Hubungan Ikhwanul Muslimin dan Raja Farouq, bisa dibilang, tidak pernah harmonis. Ketika terjadi perang di Palestina pada tahun 1948 dan Ikhwan turun andil membantu pejuang Palestina di sana, bahkan konon hingga membuat Israel nyaris kalah karenanya, Raja Farouqlah orang yang memerintahkan milisi Ikhwan untuk dipulangkan dan akhirnya menangkapi mereka sesampainya di Mesir.
Dalam sebuah riwayat, dikisahkan
bahwa Hasan Hudaibi, Mursyid Aam ke-dua Ikhwan, mendapatkan sebuah hadiah dari
seorang pejabat kerajaan berupa gambar Raja Farouq dengan pigura yang sangat indah
dan mewah. Bahkan supaya tampak lebih eksklusif, foto itu juga dibubuhi
tandatangan Sang Raja. Harapan sang pejabat, Hudaibi akan memasang pigura itu
di ruang depan kantor Ikhwan sebagai bentuk dukungan kepada pemerintah.
Hudaibi kemudian menerima pigura itu
dengan senang hati seraya berjanji akan memasangnya di tempat terbaik.
Mengetahui bahwa Hudaibi bersedia memasang pigura itu, sang pejabat kemudian
pamit untuk pulang.
Hari berlalu namun pigura itu tak
jua dipasang di kantor Ikhwan. Seseorang kemudian bertanya kepada Hudaibi,
di mana gerangan pigura itu ditempatkan.
“Aku memasangnya di rumah,” jawab
Hudaibi kalem.
Sebagian anggota Ikhwan kemudian
berkunjung ke rumah sang Mursyid Aam demi melihat dimana beliau memasang pigura
tersebut. Namun ketika mereka datang, pigura itu masih tidak tampak. Akhirnya
terjadi bisik-bisik di kalangan Ikhwan mengenai di mana beliau memasang pigura
itu.
Ketika itu, salah satu anggota Ikhwan
meminta izin untuk ke kamar mandi. Namun
alangkah kagetnya ia ketika melihat foto itu tergeletak begitu saja di lantai
kamar mandi. Ia pun lalu menanyakan hal itu kepada Mursyid yang menjawabnya
dengan tenang, “Inilah tempat yang tepat baginya.”
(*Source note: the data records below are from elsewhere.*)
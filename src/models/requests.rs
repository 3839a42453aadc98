use serde::{Deserialize, Serialize};
use validator::Validate;

/// Mentee preferences submitted to the suggestion endpoint
#[derive(Debug, Clone, Serialize, Deserialize, Validate)]
pub struct MenteeQuery {
    #[validate(length(max = 50))]
    pub topics: Vec<String>,
    #[serde(rename = "mentorshipFormat", default = "default_format")]
    pub mentorship_format: Option<String>,
    #[serde(rename = "preferredExperience", default)]
    pub preferred_experience: Option<String>,
    #[serde(rename = "menteeLevel", default)]
    pub mentee_level: Option<String>,
}

pub const DEFAULT_FORMAT: &str = "both";

fn default_format() -> Option<String> {
    Some(DEFAULT_FORMAT.to_string())
}

impl MenteeQuery {
    pub fn new(topics: Vec<String>) -> Self {
        Self {
            topics,
            mentorship_format: default_format(),
            preferred_experience: None,
            mentee_level: None,
        }
    }

    /// Requested mentorship format, `"both"` when unset or null
    pub fn format(&self) -> &str {
        self.mentorship_format.as_deref().unwrap_or(DEFAULT_FORMAT)
    }
}
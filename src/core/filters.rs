use crate::models::{requests::DEFAULT_FORMAT, MentorRecord};

/// Mentorship formats a mentor may offer to serve the requested format
///
/// Mentors offering `"both"` always qualify.
pub fn eligible_formats(requested: &str) -> Vec<String> {
    let mut formats = vec![DEFAULT_FORMAT.to_string()];
    if requested != DEFAULT_FORMAT {
        formats.push(requested.to_string());
    }
    formats
}

/// Check if a mentor offers a format compatible with the request
#[inline]
pub fn is_eligible(mentor: &MentorRecord, requested: &str) -> bool {
    match mentor.mentorship_format.as_deref() {
        Some(format) => format == DEFAULT_FORMAT || format == requested,
        None => false,
    }
}

/// Check if the mentor accepts the mentee's level
#[inline]
pub fn accepts_level(mentor: &MentorRecord, mentee_level: Option<&str>) -> bool {
    match mentee_level.filter(|level| !level.is_empty()) {
        Some(level) => mentor.accepted_levels().contains(&level),
        None => false,
    }
}
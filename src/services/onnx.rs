//! Local sentence embeddings with ONNX Runtime.
//!
//! Runs an exported `all-MiniLM-L6-v2` model: WordPiece tokenization, one
//! forward pass, attention-masked mean pooling and L2 normalization. The
//! output matches what sentence-transformers produces for the same model.

use async_trait::async_trait;
use ort::session::builder::GraphOptimizationLevel;
use ort::session::Session;
use ort::value::Tensor;
use std::path::Path;
use std::sync::{Arc, Mutex};
use tokenizers::{Tokenizer, TruncationParams};

use super::embeddings::{EmbeddingError, EmbeddingModel};

/// Output embedding dimension for all-MiniLM-L6-v2.
pub const EMBEDDING_DIM: usize = 384;

/// Token limit sentence-transformers applies to all-MiniLM-L6-v2.
pub const MAX_SEQ_LENGTH: usize = 256;

struct OnnxInner {
    session: Mutex<Session>,
    tokenizer: Tokenizer,
}

/// ONNX-based embedding model
///
/// Inference is CPU-bound, so each `embed` call runs on tokio's blocking pool.
/// The session sits behind a mutex and is shared by all requests.
#[derive(Clone)]
pub struct OnnxEmbedder {
    inner: Arc<OnnxInner>,
}

fn model_err(e: impl std::fmt::Display) -> EmbeddingError {
    EmbeddingError::ModelError(e.to_string())
}

impl OnnxEmbedder {
    /// Load the ONNX model and its HuggingFace tokenizer
    pub fn new(
        model_path: impl AsRef<Path>,
        tokenizer_path: impl AsRef<Path>,
        intra_threads: usize,
    ) -> Result<Self, EmbeddingError> {
        let model_path = model_path.as_ref();
        let tokenizer_path = tokenizer_path.as_ref();

        let session = Session::builder()
            .map_err(model_err)?
            .with_optimization_level(GraphOptimizationLevel::Level3)
            .map_err(model_err)?
            .with_intra_threads(intra_threads)
            .map_err(model_err)?
            .commit_from_file(model_path)
            .map_err(|e| model_err(format!("failed to load {:?}: {}", model_path, e)))?;

        let mut tokenizer = Tokenizer::from_file(tokenizer_path)
            .map_err(|e| model_err(format!("failed to load {:?}: {}", tokenizer_path, e)))?;
        configure_tokenizer(&mut tokenizer)?;

        tracing::info!("Loaded ONNX embedding model from {:?}", model_path);

        Ok(Self {
            inner: Arc::new(OnnxInner {
                session: Mutex::new(session),
                tokenizer,
            }),
        })
    }
}

/// One text per forward pass, so no padding; truncate where
/// sentence-transformers does rather than where `tokenizer.json` says
fn configure_tokenizer(tokenizer: &mut Tokenizer) -> Result<(), EmbeddingError> {
    tokenizer.with_padding(None);
    tokenizer
        .with_truncation(Some(TruncationParams {
            max_length: MAX_SEQ_LENGTH,
            ..Default::default()
        }))
        .map_err(model_err)?;
    Ok(())
}

impl OnnxInner {
    fn embed_blocking(&self, text: &str) -> Result<Vec<f32>, EmbeddingError> {
        let encoding = self
            .tokenizer
            .encode(text, true)
            .map_err(|e| model_err(format!("tokenization failed: {}", e)))?;

        let input_ids: Vec<i64> = encoding.get_ids().iter().map(|&id| id as i64).collect();
        let attention_mask: Vec<i64> = encoding.get_attention_mask().iter().map(|&m| m as i64).collect();
        let token_type_ids: Vec<i64> = encoding.get_type_ids().iter().map(|&t| t as i64).collect();
        let seq_len = input_ids.len();

        let ids_tensor = Tensor::from_array(([1, seq_len], input_ids)).map_err(model_err)?;
        let mask_tensor = Tensor::from_array(([1, seq_len], attention_mask.clone())).map_err(model_err)?;
        let type_tensor = Tensor::from_array(([1, seq_len], token_type_ids)).map_err(model_err)?;

        let mut session = self
            .session
            .lock()
            .map_err(|e| model_err(format!("session lock poisoned: {}", e)))?;
        let outputs = session
            .run(ort::inputs![
                "input_ids" => ids_tensor,
                "attention_mask" => mask_tensor,
                "token_type_ids" => type_tensor
            ])
            .map_err(model_err)?;

        // [1, seq_len, EMBEDDING_DIM]
        let token_embeddings = outputs["last_hidden_state"]
            .try_extract_array::<f32>()
            .map_err(model_err)?;

        let shape = token_embeddings.shape();
        if shape != [1, seq_len, EMBEDDING_DIM] {
            return Err(model_err(format!(
                "expected output shape [1, {}, {}], got {:?}",
                seq_len, EMBEDDING_DIM, shape
            )));
        }

        let mut embedding = vec![0.0f32; EMBEDDING_DIM];
        let mut mask_sum = 0.0f32;
        for (s, &m) in attention_mask.iter().enumerate() {
            if m > 0 {
                mask_sum += m as f32;
                for (d, value) in embedding.iter_mut().enumerate() {
                    *value += token_embeddings[[0, s, d]] * m as f32;
                }
            }
        }

        if mask_sum > 0.0 {
            embedding.iter_mut().for_each(|v| *v /= mask_sum);
        }

        let norm = embedding.iter().map(|v| v * v).sum::<f32>().sqrt();
        if norm > 0.0 {
            embedding.iter_mut().for_each(|v| *v /= norm);
        }

        Ok(embedding)
    }
}

#[async_trait]
impl EmbeddingModel for OnnxEmbedder {
    fn name(&self) -> &str {
        "all-MiniLM-L6-v2 (onnx)"
    }

    async fn embed(&self, texts: &[String]) -> Result<Vec<Vec<f32>>, EmbeddingError> {
        if texts.is_empty() {
            return Ok(vec![]);
        }

        let inner = Arc::clone(&self.inner);
        let texts = texts.to_vec();

        tokio::task::spawn_blocking(move || {
            texts
                .iter()
                .map(|text| inner.embed_blocking(text))
                .collect::<Result<Vec<_>, _>>()
        })
        .await
        .map_err(|e| model_err(format!("inference task failed: {}", e)))?
    }
}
Demikianlah Hasan Hudaibi yang
terkenal dengan sikap tanpa komprominya.
Pada tahun 1952, Raja Farouq
digulingkan dari kekuasaannya melalui sebuah kudeta militer yang digawangi oleh
Gamal Abdun Naser. Setelahnya, corak monarki dihapuskan dan Mesir menganut sistem
pemerintahan republik sementara Raja Farouq diasingkan ke Monako sampai akhir
hayatnya.
Ketika revolusi terjadi, banyak
media massa yang awalnya memuja-muji Raja Farouq berbalik menjadi pihak yang
kerap mencaci-maki dirinya di lembar-lembar koran dan di halaman-halaman berita
mereka. Padahal di masa Raja Farouq berada pada puncak kekuasaannya,
media-media itulah yang selalu menjadi corong pemerintah dan selalu memuji-muji
kebijakan raja.
Ketika itu, seseorang menemui Hasan
Hudaibi dan bertanya kenapa ia tidak ikut seperti media-media oportunis yang
mencaci-maki Raja itu. Padahal di masa kekuasaannya, Raja Farouq telah banyak
melukai dan memenjarakan kader-kader Ikhwan. Namun dengan kebesaran hatinya,
Hudaibi melarang kader-kader Ikhwan untuk menghina dan merendahkan martabat
raja yang telah jatuh itu.
Beliau berkata, “Itu (menghina orang
yang sudah terpuruk) bukan sifat seorang ksatria dan bukan ajaran Nabi saw.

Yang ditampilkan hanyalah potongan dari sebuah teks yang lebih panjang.